I also had the pleasure of finding somebody on Outpost 31 to contribute their review and experience with The Thing and they gave me something that was above and beyond what I had wanted. It was very entertaining and very detailed and it shows how The Thing impacted our lives for the better. This review is courtesy of William Bordt aka Death Rocker of Outpost 31.
It was a dark and unsettling night. I had finally found a copy of The Thing on VHS at the local Blockbuster. Having been obsessed with (along with playing non-stop) the video game that had recently been released last August, I was more than excited to see what had inspired such a fascinating, yet horrifying theme for an alien entity. I turned off the lights, closed the blinds, and slipped the tape in. The credits casually appeared onscreen, displaying name after name as unsettling, and downright creepily atmospheric music slowly, but surely, creeped in. The UFO spiraled towards planet Earth at breakneck speed, and soon the destruction set in.
I was shocked, and at the same time confused to see a sniper shooting at a poor husky for the intro sequence. As the spooky Norwegian was quickly taken care of by Garry, the movie started out with a generally mellow cast of characters. Unbeknown to their inevitable fate, they set out to the abandoned Norwegian outpost to retrieve what is essentially a living, breathing, alien entity, and bring it back for observation. As Childs and Palmer light up their doobie, I am comforted by examining the quite, peaceful lives of these Antarctic researchers at nightfall. Soon, the newcomer is sent into the pound with all the rest of the dogs...
Now, The Thing was the first horror movie I ever actually saw from beginning to end, so needless to say that when that..."thing" began to break out and morph into what was essentially a slob of organic meat, and when that head turned to growl at Macready and Childs as if it were unstoppable, I felt the biggest chill slither down my spine that I will never again forget the feel of for as long as I will live to see the scene again and again.
The rest of the film turned out to be equally memorable and incredibly atmospheric, with an outstanding group of performances from Kurt Russell, Keith David, and Tom Waites, and the other hold up just as well in a claustrophobic, insanely frightening location. But what was possibly the best form of cinematography and direction in the history of horror cinema was the sequencing of the break-out scenes with the Nauls-thing and the Palmer-thing. Possibly more than anyone else in the industry of special effects, Rob Bottin revolutionized gore in sci-fi/horror movies when Doc's hands burst through the big man's chest, and subsequently had his arms severed and chewed up by a "stomach-mouth" that would soon enough protrude a metamorphic shape of Nauls' assimilated facial structures, all the while his original "head" disattaches from the neck, forming its own separate entity. "You gotta be fuckin' kidding!" Instant classic.

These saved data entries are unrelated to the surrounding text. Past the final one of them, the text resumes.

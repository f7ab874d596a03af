//! Billing terms attached to a service plan.

use std::{fmt, str::FromStr};

use rust_decimal::{prelude::ToPrimitive, Decimal, RoundingStrategy};
use serde::{Deserialize, Serialize};

use crate::error::PlanError;

/// How visits are batched into invoices. Has no effect on scheduling.
#[derive(Debug, Clone, Copy, Serialize, Deserialize, PartialEq, Eq, Default)]
#[serde(rename_all = "snake_case")]
pub enum BillingType {
    #[default]
    PerVisit,
    Monthly,
    Quarterly,
    Annually,
}

impl BillingType {
    pub fn as_str(&self) -> &'static str {
        match self {
            BillingType::PerVisit => "per_visit",
            BillingType::Monthly => "monthly",
            BillingType::Quarterly => "quarterly",
            BillingType::Annually => "annually",
        }
    }

    /// Length of one invoice period in months, or `None` when every visit is
    /// invoiced on its own.
    pub fn period_months(&self) -> Option<i8> {
        match self {
            BillingType::PerVisit => None,
            BillingType::Monthly => Some(1),
            BillingType::Quarterly => Some(3),
            BillingType::Annually => Some(12),
        }
    }

    /// Phrase used in plan summaries, e.g. `per visit`.
    pub fn label(&self) -> &'static str {
        match self {
            BillingType::PerVisit => "per visit",
            BillingType::Monthly => "monthly",
            BillingType::Quarterly => "quarterly",
            BillingType::Annually => "annually",
        }
    }
}

impl FromStr for BillingType {
    type Err = PlanError;

    fn from_str(s: &str) -> Result<Self, Self::Err> {
        match s.trim().to_lowercase().replace('-', "_").as_str() {
            "per_visit" => Ok(BillingType::PerVisit),
            "monthly" => Ok(BillingType::Monthly),
            "quarterly" => Ok(BillingType::Quarterly),
            "annually" => Ok(BillingType::Annually),
            _ => Err(PlanError::invalid_input("billing_type").with_reason(format!(
                "'{s}' is not one of per_visit, monthly, quarterly, annually"
            ))),
        }
    }
}

impl fmt::Display for BillingType {
    fn fmt(&self, f: &mut fmt::Formatter<'_>) -> fmt::Result {
        write!(f, "{}", self.as_str())
    }
}

/// Price and tax terms applied to every visit of a plan.
#[derive(Debug, Clone, Serialize, Deserialize, PartialEq)]
pub struct BillingTerms {
    /// Price of one visit before discount and tax, in minor units
    pub price_cents: i64,

    /// ISO 4217 currency code
    pub currency: String,

    /// Tax percentage applied after the discount
    #[serde(default)]
    pub tax_pct: f64,

    /// Discount percentage applied to the base price
    #[serde(default)]
    pub discount_pct: f64,

    #[serde(default)]
    pub billing_type: BillingType,
}

impl BillingTerms {
    /// Checks the invariants storage and invoicing rely on.
    pub fn validate(&self) -> Result<(), PlanError> {
        if self.price_cents < 0 {
            return Err(PlanError::invalid_input("price_cents").with_reason("must not be negative"));
        }
        let code_ok = self.currency.len() == 3
            && self.currency.bytes().all(|b| b.is_ascii_uppercase());
        if !code_ok {
            return Err(PlanError::invalid_input("currency")
                .with_reason(format!("'{}' is not a three-letter ISO code", self.currency)));
        }
        for (field, pct) in [("tax_pct", self.tax_pct), ("discount_pct", self.discount_pct)] {
            if !(0.0..=100.0).contains(&pct) {
                return Err(PlanError::invalid_input(field)
                    .with_reason(format!("{pct} is outside 0..=100")));
            }
        }
        Ok(())
    }

    /// Amount charged for one visit: discount first, then tax, rounded to
    /// whole cents (half away from zero).
    pub fn visit_total_cents(&self) -> i64 {
        let hundred = Decimal::ONE_HUNDRED;
        let discounted =
            Decimal::from(self.price_cents) * (hundred - percent(self.discount_pct)) / hundred;
        let total = discounted * (hundred + percent(self.tax_pct)) / hundred;
        total
            .round_dp_with_strategy(0, RoundingStrategy::MidpointAwayFromZero)
            .to_i64()
            .unwrap_or(i64::MAX)
    }
}

/// Reads a percentage through its shortest decimal form so `8.25` is
/// exactly 8.25 rather than the nearest binary fraction.
fn percent(value: f64) -> Decimal {
    Decimal::from_str(&value.to_string()).unwrap_or(Decimal::ZERO)
}

impl Default for BillingTerms {
    fn default() -> Self {
        Self {
            price_cents: 0,
            currency: "USD".to_string(),
            tax_pct: 0.0,
            discount_pct: 0.0,
            billing_type: BillingType::PerVisit,
        }
    }
}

And Palmer-thing? They couldn't have pulled off the blood test scene any better. Words cannot describe, precisely, what the human emotions go through whenever watching David Clennon's face morph into the kinds of demons we see in our nightmares, only to perform what almost looks like sexual intercourse in the exact opposite form to a poor, scared-to-death Windows, coming face-to-face with his own fate.
It's only after the eventual climax of Macready and the Blair-monster, when the entire base goes up in flames and Mac is left to die of hypothermia when Childs suspiciously shows up at the last second, that The Thing demonstrates awesome use of atmosphere and tension in a remarkable sci-fi/horror film. The viewer is left to ponder what will happen to the only two remaining members of the doomed team of researchers; and more importantly, who's human. This question goes left unanswered as the credits roll to the doomy and heavily atmospheric music that closes this epic horror movies short, but downright enticing storyline.
Many horror films have gone down in history as the best in their genre throughout what many consider the heyday of the movie industry, at least in terms of production values (1970-1989). Alien, The Exorcist, The Shining, Poltergeist, and even Carpenter's own Halloween, have all gained cultural significance as some of not only the best horror movies ever made, but some of the greatest movies ever, period. It's about damn time The Thing is added to that list. Perhaps more than any other film of its time, The Thing took atmosphere, tension, and drama in horror films, and not only utilized it, but took it to a whole other level. It's nothing short of a crying shame to know that this masterpiece did so poorly in the box office at the time of its release, even if it was because of somewhat bad timing (Blade Runner and E.T., two other very similar movies were released all within the same week of June 1982.) But The Thing will remain quite an anomaly among the horror scene, and it will continue to be honored as John Carpenter's true perfection of his own work.